▸ **ASSIGNED TASK**: A word-for-word repetition of all the entries is needed.
*** EXERCISE MATERIAL ***
//! Configuration schema definitions.
//!
//! This module defines the complete configuration structure for the pipeline.
//! All types derive Serde traits for deserialization from config files.

use serde::{Deserialize, Serialize};
use std::time::Duration;

use crate::encoding::address::DEFAULT_PREFIX;

/// Root configuration for the transaction pipeline.
#[derive(Debug, Clone, Deserialize, Serialize, Default)]
#[serde(default)]
pub struct PipelineConfig {
    /// LCD gateway settings.
    pub lcd: LcdConfig,

    /// Network identity and encryption key.
    pub network: NetworkConfig,

    /// Flat transaction fee.
    pub fee: FeeConfig,

    /// Confirmation polling budget.
    pub confirmation: ConfirmationConfig,

    /// Whole-operation limits.
    pub operation: OperationConfig,

    /// Observability settings.
    pub observability: ObservabilityConfig,
}

/// LCD (REST gateway) configuration.
#[derive(Debug, Clone, Deserialize, Serialize)]
#[serde(default)]
pub struct LcdConfig {
    /// Primary LCD base URL.
    pub url: String,

    /// Fallback LCD base URLs, tried in order for read requests.
    pub failover_urls: Vec<String>,

    /// Per-request timeout in seconds.
    pub request_timeout_secs: u64,
}

impl Default for LcdConfig {
    fn default() -> Self {
        Self {
            url: "https://lcd.mainnet.secretsaturn.net".to_string(),
            failover_urls: Vec::new(),
            request_timeout_secs: 15,
        }
    }
}

impl LcdConfig {
    pub fn request_timeout(&self) -> Duration {
        Duration::from_secs(self.request_timeout_secs)
    }
}

/// Network identity.
#[derive(Debug, Clone, Deserialize, Serialize)]
#[serde(default)]
pub struct NetworkConfig {
    /// Chain ID override. When unset, fetched from `node_info` per operation.
    pub chain_id: Option<String>,

    /// Bech32 human-readable prefix.
    pub address_prefix: String,

    /// Consensus IO public key, base64.
    pub consensus_io_pubkey: String,
}

impl Default for NetworkConfig {
    fn default() -> Self {
        Self {
            chain_id: None,
            address_prefix: DEFAULT_PREFIX.to_string(),
            consensus_io_pubkey: "79++5YOHfm0SwhlpUDClv7cuCjq9xBZlWqSjDJWkRG8=".to_string(),
        }
    }
}

/// Fee attached to every transaction.
///
/// One gas limit for single- and multi-message transactions.
#[derive(Debug, Clone, Deserialize, Serialize)]
#[serde(default)]
pub struct FeeConfig {
    pub gas_limit: u64,

    /// Integer fee amount in `denom`.
    pub amount: String,

    pub denom: String,
}

impl Default for FeeConfig {
    fn default() -> Self {
        Self {
            gas_limit: 200_000,
            amount: "50000".to_string(),
            denom: "uscrt".to_string(),
        }
    }
}

/// Confirmation polling configuration.
#[derive(Debug, Clone, Deserialize, Serialize)]
#[serde(default)]
pub struct ConfirmationConfig {
    /// Poll for inclusion after broadcast.
    pub enabled: bool,

    /// Wait before the first query in milliseconds.
    pub initial_delay_ms: u64,

    /// Fixed wait between queries in milliseconds.
    pub poll_interval_ms: u64,

    /// Maximum number of queries.
    pub max_attempts: u32,

    /// Overall wall-clock budget in seconds.
    pub budget_secs: u64,
}

impl Default for ConfirmationConfig {
    fn default() -> Self {
        Self {
            enabled: true,
            initial_delay_ms: 3000,
            poll_interval_ms: 2000,
            max_attempts: 10,
            budget_secs: 30,
        }
    }
}

impl ConfirmationConfig {
    pub fn initial_delay(&self) -> Duration {
        Duration::from_millis(self.initial_delay_ms)
    }

    pub fn poll_interval(&self) -> Duration {
        Duration::from_millis(self.poll_interval_ms)
    }

    pub fn budget(&self) -> Duration {
        Duration::from_secs(self.budget_secs)
    }
}

/// Whole-operation limits.
#[derive(Debug, Clone, Deserialize, Serialize)]
#[serde(default)]
pub struct OperationConfig {
    /// Deadline for one execute or query, in seconds.
    pub timeout_secs: u64,
}

impl Default for OperationConfig {
    fn default() -> Self {
        Self { timeout_secs: 90 }
    }
}

impl OperationConfig {
    pub fn timeout(&self) -> Duration {
        Duration::from_secs(self.timeout_secs)
    }
}

/// Observability configuration.
#[derive(Debug, Clone, Deserialize, Serialize)]
#[serde(default)]
pub struct ObservabilityConfig {
    /// Log level (trace, debug, info, warn, error). `RUST_LOG` wins when set.
    pub log_level: String,

    /// Emit JSON log lines instead of human-readable ones.
    pub json_logs: bool,
}

impl Default for ObservabilityConfig {
    fn default() -> Self {
        Self {
            log_level: "info".to_string(),
            json_logs: false,
        }
    }
}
*** End of EXERCISE MATERIAL ***
▸ **ANSWER SPACE**:
//! Configuration schema definitions.
//!
//! This module defines the complete configuration structure for the pipeline.
//! All types derive Serde traits for deserialization from config files.

use serde::{Deserialize, Serialize};
use std::time::Duration;

use crate::encoding::address::DEFAULT_PREFIX;

/// Root configuration for the transaction pipeline.
#[derive(Debug, Clone, Deserialize, Serialize, Default)]
#[serde(default)]
pub struct PipelineConfig {
    /// LCD gateway settings.
    pub lcd: LcdConfig,

    /// Network identity and encryption key.
    pub network: NetworkConfig,

    /// Flat transaction fee.
    pub fee: FeeConfig,

    /// Confirmation polling budget.
    pub confirmation: ConfirmationConfig,

    /// Whole-operation limits.
    pub operation: OperationConfig,

    /// Observability settings.
    pub observability: ObservabilityConfig,
}

/// LCD (REST gateway) configuration.
#[derive(Debug, Clone, Deserialize, Serialize)]
#[serde(default)]
pub struct LcdConfig {
    /// Primary LCD base URL.
    pub url: String,

    /// Fallback LCD base URLs, tried in order for read requests.
    pub failover_urls: Vec<String>,

    /// Per-request timeout in seconds.
    pub request_timeout_secs: u64,
}

impl Default for LcdConfig {
    fn default() -> Self {
        Self {
            url: "https://lcd.mainnet.secretsaturn.net".to_string(),
            failover_urls: Vec::new(),
            request_timeout_secs: 15,
        }
    }
}

impl LcdConfig {
    pub fn request_timeout(&self) -> Duration {
        Duration::from_secs(self.request_timeout_secs)
    }
}

/// Network identity.
#[derive(Debug, Clone, Deserialize, Serialize)]
#[serde(default)]
pub struct NetworkConfig {
    /// Chain ID override. When unset, fetched from `node_info` per operation.
    pub chain_id: Option<String>,

    /// Bech32 human-readable prefix.
    pub address_prefix: String,

    /// Consensus IO public key, base64.
    pub consensus_io_pubkey: String,
}

impl Default for NetworkConfig {
    fn default() -> Self {
        Self {
            chain_id: None,
            address_prefix: DEFAULT_PREFIX.to_string(),
            consensus_io_pubkey: "79++5YOHfm0SwhlpUDClv7cuCjq9xBZlWqSjDJWkRG8=".to_string(),
        }
    }
}

/// Fee attached to every transaction.
///
/// One gas limit for single- and multi-message transactions.
#[derive(Debug, Clone, Deserialize, Serialize)]
#[serde(default)]
pub struct FeeConfig {
    pub gas_limit: u64,

    /// Integer fee amount in `denom`.
    pub amount: String,

    pub denom: String,
}

impl Default for FeeConfig {
    fn default() -> Self {
        Self {
            gas_limit: 200_000,
            amount: "50000".to_string(),
            denom: "uscrt".to_string(),
        }
    }
}

/// Confirmation polling configuration.
#[derive(Debug, Clone, Deserialize, Serialize)]
#[serde(default)]
pub struct ConfirmationConfig {
    /// Poll for inclusion after broadcast.
    pub enabled: bool,

    /// Wait before the first query in milliseconds.
    pub initial_delay_ms: u64,

    /// Fixed wait between queries in milliseconds.
    pub poll_interval_ms: u64,

    /// Maximum number of queries.
    pub max_attempts: u32,

    /// Overall wall-clock budget in seconds.
    pub budget_secs: u64,
}

impl Default for ConfirmationConfig {
    fn default() -> Self {
        Self {
            enabled: true,
            initial_delay_ms: 3000,
            poll_interval_ms: 2000,
            max_attempts: 10,
            budget_secs: 30,
        }
    }
}

impl ConfirmationConfig {
    pub fn initial_delay(&self) -> Duration {
        Duration::from_millis(self.initial_delay_ms)
    }

    pub fn poll_interval(&self) -> Duration {
        Duration::from_millis(self.poll_interval_ms)
    }

    pub fn budget(&self) -> Duration {
        Duration::from_secs(self.budget_secs)
    }
}

/// Whole-operation limits.
#[derive(Debug, Clone, Deserialize, Serialize)]
#[serde(default)]
pub struct OperationConfig {
    /// Deadline for one execute or query, in seconds.
    pub timeout_secs: u64,
}

impl Default for OperationConfig {
    fn default() -> Self {
        Self { timeout_secs: 90 }
    }
}

impl OperationConfig {
    pub fn timeout(&self) -> Duration {
        Duration::from_secs(self.timeout_secs)
    }
}

/// Observability configuration.
#[derive(Debug, Clone, Deserialize, Serialize)]
#[serde(default)]
pub struct ObservabilityConfig {
    /// Log level (trace, debug, info, warn, error). `RUST_LOG` wins when set.
    pub log_level: String,

    /// Emit JSON log lines instead of human-readable ones.
    pub json_logs: bool,
}

impl Default for ObservabilityConfig {
    fn default() -> Self {
        Self {
            log_level: "info".to_string(),
            json_logs: false,
        }
    }
}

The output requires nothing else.